TASK GOAL:
Here are some records; copy every line that holds the word "EnvFilter".
SUPPLIED MATERIAL Start Marker
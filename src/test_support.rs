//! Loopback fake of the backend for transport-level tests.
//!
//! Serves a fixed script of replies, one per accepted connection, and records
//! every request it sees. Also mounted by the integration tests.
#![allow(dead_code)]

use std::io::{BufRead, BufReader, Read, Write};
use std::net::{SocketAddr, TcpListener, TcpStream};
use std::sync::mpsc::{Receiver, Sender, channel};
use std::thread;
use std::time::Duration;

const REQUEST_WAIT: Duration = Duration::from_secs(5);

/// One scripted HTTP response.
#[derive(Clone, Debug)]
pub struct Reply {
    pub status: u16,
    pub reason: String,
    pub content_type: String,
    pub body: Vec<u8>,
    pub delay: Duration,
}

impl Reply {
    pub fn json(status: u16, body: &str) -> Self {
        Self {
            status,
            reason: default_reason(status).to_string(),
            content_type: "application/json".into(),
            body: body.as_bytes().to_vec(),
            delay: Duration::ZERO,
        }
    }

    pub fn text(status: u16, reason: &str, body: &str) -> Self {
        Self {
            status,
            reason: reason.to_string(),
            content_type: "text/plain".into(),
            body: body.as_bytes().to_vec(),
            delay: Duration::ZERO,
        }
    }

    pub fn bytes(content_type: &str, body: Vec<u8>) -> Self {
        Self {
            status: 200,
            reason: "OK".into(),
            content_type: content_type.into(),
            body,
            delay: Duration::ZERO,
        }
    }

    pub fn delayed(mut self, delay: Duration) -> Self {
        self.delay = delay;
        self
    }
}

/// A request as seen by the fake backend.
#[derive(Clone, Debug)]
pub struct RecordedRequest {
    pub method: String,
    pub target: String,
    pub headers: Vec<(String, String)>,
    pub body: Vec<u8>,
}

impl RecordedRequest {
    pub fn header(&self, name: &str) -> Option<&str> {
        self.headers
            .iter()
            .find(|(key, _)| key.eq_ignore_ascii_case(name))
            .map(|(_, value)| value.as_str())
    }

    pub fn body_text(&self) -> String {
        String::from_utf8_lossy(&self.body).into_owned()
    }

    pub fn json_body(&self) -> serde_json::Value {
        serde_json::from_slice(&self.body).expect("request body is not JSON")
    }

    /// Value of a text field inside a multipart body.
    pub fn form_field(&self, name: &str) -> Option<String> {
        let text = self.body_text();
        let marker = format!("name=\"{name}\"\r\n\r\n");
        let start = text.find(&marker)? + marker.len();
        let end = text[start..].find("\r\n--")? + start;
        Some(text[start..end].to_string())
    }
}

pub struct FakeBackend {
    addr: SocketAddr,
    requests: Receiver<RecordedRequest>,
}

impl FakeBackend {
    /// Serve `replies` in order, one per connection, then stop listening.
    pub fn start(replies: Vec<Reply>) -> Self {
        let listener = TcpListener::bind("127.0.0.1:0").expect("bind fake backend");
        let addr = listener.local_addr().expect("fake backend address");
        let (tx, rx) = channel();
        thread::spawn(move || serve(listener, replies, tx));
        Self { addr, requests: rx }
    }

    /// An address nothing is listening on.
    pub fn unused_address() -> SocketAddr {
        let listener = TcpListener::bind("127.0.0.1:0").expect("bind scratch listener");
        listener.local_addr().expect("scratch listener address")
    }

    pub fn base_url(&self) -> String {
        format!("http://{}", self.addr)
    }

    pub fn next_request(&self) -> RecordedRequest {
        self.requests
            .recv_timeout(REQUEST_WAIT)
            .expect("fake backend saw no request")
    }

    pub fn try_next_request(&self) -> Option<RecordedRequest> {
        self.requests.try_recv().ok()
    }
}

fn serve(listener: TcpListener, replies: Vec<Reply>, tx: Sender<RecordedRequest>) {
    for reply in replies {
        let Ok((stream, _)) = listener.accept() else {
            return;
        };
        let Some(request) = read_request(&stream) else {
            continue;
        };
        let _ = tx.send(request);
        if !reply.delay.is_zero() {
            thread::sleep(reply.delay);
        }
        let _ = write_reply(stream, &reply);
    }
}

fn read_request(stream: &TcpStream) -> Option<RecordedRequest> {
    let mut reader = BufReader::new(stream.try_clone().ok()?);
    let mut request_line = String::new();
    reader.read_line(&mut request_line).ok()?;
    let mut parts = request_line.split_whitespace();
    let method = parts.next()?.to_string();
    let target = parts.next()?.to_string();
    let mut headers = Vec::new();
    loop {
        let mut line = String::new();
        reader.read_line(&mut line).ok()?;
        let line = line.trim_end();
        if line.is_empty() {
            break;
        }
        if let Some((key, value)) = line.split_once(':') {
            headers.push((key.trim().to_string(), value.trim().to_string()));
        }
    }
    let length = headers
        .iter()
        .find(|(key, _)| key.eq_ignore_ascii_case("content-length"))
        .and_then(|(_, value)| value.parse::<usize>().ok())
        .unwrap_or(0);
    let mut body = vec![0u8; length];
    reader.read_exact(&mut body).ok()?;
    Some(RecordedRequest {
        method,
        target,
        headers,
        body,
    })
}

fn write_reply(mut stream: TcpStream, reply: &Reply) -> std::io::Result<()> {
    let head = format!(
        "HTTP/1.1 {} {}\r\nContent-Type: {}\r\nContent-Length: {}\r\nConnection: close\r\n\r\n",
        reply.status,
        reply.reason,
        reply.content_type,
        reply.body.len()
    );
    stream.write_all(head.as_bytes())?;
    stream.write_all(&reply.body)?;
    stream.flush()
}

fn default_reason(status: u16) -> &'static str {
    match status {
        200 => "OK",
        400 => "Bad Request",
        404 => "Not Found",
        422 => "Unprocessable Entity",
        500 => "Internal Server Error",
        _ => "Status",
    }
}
SUPPLIED MATERIAL End Marker
SUPPLIED MATERIAL Start Marker
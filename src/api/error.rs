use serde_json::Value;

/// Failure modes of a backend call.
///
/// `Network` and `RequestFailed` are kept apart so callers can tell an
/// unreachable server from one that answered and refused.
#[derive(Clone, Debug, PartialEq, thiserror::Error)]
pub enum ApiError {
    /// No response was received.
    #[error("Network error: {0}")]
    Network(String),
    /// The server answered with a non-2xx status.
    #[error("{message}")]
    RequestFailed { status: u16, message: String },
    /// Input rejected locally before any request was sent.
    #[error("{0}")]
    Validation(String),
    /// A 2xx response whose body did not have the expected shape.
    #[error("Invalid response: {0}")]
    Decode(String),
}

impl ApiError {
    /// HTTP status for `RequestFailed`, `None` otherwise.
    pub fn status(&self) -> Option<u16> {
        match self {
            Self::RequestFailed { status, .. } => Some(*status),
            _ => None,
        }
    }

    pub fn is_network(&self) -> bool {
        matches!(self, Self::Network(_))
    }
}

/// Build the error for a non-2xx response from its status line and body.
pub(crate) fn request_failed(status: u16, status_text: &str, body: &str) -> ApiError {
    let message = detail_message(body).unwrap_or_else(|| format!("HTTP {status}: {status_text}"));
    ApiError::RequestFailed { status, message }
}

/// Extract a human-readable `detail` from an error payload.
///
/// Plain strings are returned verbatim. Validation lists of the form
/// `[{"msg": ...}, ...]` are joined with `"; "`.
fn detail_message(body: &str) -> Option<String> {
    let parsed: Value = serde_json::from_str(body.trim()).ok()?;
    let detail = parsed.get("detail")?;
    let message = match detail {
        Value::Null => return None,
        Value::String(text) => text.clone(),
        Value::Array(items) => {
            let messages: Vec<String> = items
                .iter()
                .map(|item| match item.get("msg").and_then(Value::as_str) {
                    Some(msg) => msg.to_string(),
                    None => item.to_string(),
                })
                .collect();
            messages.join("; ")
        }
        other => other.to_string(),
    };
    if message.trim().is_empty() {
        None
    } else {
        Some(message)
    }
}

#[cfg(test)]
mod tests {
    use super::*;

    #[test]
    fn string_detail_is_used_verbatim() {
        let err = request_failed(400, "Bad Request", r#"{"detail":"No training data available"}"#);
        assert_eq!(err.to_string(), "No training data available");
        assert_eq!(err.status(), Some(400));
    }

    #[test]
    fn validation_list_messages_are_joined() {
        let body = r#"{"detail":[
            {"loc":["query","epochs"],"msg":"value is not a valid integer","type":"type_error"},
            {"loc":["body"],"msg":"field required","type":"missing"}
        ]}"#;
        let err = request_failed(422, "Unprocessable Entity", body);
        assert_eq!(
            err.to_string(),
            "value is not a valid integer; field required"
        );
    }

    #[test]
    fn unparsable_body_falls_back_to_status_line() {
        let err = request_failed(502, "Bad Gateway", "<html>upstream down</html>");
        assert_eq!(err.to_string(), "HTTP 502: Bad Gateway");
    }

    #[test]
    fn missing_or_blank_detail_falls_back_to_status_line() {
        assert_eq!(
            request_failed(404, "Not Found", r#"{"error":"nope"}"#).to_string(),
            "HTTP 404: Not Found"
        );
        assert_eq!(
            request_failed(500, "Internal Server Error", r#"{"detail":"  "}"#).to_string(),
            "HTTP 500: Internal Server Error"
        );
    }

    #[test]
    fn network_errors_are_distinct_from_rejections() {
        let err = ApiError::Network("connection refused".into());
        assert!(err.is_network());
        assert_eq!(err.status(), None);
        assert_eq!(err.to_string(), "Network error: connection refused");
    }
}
SUPPLIED MATERIAL End Marker
SUPPLIED MATERIAL Start Marker
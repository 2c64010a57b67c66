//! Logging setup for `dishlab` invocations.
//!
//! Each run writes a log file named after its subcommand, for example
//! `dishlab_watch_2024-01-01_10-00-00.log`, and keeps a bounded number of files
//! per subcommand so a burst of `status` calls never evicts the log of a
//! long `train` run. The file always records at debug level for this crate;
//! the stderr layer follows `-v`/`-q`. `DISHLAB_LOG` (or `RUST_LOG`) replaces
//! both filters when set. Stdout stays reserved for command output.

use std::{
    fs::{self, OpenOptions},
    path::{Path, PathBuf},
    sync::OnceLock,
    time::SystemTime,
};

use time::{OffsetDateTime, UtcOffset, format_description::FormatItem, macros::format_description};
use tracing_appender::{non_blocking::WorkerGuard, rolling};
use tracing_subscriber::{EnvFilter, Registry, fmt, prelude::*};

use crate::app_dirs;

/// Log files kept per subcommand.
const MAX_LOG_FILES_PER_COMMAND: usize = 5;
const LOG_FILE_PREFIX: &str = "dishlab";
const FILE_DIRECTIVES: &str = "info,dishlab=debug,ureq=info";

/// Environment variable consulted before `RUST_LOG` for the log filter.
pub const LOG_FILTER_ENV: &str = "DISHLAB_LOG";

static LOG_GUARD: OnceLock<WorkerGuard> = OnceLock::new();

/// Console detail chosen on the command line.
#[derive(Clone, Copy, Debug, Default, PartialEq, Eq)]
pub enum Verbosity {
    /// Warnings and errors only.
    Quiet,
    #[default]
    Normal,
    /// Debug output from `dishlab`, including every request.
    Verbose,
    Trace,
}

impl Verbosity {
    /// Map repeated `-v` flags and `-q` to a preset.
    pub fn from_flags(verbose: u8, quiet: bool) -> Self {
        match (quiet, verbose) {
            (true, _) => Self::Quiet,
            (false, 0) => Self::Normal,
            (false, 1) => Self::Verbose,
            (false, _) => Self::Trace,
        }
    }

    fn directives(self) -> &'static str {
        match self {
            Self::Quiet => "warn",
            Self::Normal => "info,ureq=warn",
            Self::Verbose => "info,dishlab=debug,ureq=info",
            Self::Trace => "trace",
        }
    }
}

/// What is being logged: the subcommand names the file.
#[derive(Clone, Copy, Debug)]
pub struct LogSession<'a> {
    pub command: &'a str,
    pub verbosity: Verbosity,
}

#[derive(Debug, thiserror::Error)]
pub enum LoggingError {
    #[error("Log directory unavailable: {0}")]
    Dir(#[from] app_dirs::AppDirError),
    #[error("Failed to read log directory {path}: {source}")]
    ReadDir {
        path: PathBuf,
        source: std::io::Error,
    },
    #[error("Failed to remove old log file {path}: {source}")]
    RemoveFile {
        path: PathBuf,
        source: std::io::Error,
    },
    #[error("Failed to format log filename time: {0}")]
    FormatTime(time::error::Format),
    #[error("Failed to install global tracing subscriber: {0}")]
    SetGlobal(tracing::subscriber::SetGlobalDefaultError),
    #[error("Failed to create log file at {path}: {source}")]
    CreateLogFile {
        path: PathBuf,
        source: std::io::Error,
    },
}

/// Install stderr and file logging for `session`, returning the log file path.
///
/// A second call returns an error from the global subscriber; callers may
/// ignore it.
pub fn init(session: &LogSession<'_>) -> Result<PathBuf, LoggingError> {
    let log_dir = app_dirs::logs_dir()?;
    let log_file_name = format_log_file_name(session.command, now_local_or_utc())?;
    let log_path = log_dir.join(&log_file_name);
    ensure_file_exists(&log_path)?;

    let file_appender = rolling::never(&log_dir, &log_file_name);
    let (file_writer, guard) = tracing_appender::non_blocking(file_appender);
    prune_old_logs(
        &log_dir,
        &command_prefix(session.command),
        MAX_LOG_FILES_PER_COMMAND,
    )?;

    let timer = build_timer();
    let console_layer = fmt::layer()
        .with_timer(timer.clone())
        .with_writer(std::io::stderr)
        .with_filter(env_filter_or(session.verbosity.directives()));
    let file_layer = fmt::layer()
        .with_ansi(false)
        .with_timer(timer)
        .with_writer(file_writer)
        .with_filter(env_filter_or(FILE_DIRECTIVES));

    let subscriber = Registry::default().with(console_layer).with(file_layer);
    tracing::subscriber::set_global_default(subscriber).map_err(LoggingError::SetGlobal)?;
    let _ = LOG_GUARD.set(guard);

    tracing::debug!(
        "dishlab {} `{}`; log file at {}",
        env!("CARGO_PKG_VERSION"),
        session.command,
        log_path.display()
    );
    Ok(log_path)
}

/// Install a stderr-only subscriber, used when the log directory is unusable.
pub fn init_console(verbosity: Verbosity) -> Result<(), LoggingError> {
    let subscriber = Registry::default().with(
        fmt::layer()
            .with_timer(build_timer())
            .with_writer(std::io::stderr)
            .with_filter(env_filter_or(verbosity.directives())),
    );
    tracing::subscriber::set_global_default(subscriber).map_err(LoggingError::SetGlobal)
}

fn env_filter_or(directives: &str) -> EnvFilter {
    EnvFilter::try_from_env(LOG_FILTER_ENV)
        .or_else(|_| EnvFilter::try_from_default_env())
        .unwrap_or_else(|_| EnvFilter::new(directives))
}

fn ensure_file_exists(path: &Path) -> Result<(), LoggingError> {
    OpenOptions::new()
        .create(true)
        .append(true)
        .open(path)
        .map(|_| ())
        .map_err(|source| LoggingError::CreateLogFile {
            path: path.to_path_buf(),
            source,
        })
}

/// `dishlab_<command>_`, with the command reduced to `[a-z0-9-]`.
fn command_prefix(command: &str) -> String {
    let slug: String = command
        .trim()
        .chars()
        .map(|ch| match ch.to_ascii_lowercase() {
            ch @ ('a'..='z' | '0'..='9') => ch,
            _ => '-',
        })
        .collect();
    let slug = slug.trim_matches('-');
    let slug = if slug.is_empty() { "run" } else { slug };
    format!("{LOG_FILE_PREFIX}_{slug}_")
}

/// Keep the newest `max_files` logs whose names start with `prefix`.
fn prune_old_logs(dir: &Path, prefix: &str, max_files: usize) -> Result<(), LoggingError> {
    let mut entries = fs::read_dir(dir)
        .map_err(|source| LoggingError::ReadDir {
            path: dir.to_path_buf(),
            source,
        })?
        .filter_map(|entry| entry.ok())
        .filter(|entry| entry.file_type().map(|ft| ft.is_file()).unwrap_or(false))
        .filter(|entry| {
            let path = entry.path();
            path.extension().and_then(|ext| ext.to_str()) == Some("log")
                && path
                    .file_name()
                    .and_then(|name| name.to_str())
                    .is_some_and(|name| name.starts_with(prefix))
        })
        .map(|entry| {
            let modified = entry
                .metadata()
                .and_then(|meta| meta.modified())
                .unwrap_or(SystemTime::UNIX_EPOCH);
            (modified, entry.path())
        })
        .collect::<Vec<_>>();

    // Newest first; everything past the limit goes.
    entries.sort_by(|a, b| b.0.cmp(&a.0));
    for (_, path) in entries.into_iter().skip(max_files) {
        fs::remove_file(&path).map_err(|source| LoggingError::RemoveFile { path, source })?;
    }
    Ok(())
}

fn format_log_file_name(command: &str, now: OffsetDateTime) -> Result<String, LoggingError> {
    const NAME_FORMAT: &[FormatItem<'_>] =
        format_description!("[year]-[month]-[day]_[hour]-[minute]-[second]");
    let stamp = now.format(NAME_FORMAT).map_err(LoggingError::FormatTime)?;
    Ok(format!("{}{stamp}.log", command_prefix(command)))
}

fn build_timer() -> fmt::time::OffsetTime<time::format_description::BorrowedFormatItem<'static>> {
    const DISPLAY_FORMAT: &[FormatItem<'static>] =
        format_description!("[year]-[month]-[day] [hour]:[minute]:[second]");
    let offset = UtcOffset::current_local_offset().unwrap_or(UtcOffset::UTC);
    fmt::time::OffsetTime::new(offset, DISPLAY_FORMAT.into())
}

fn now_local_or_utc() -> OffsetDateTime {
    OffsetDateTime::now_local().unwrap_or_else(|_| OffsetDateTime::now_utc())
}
SUPPLIED MATERIAL End Marker
THE ANSWER:
use tracing_subscriber::{EnvFilter, Registry, fmt, prelude::*};
fn env_filter_or(directives: &str) -> EnvFilter {
    EnvFilter::try_from_env(LOG_FILTER_ENV)
        .or_else(|_| EnvFilter::try_from_default_env())
        .unwrap_or_else(|_| EnvFilter::new(directives))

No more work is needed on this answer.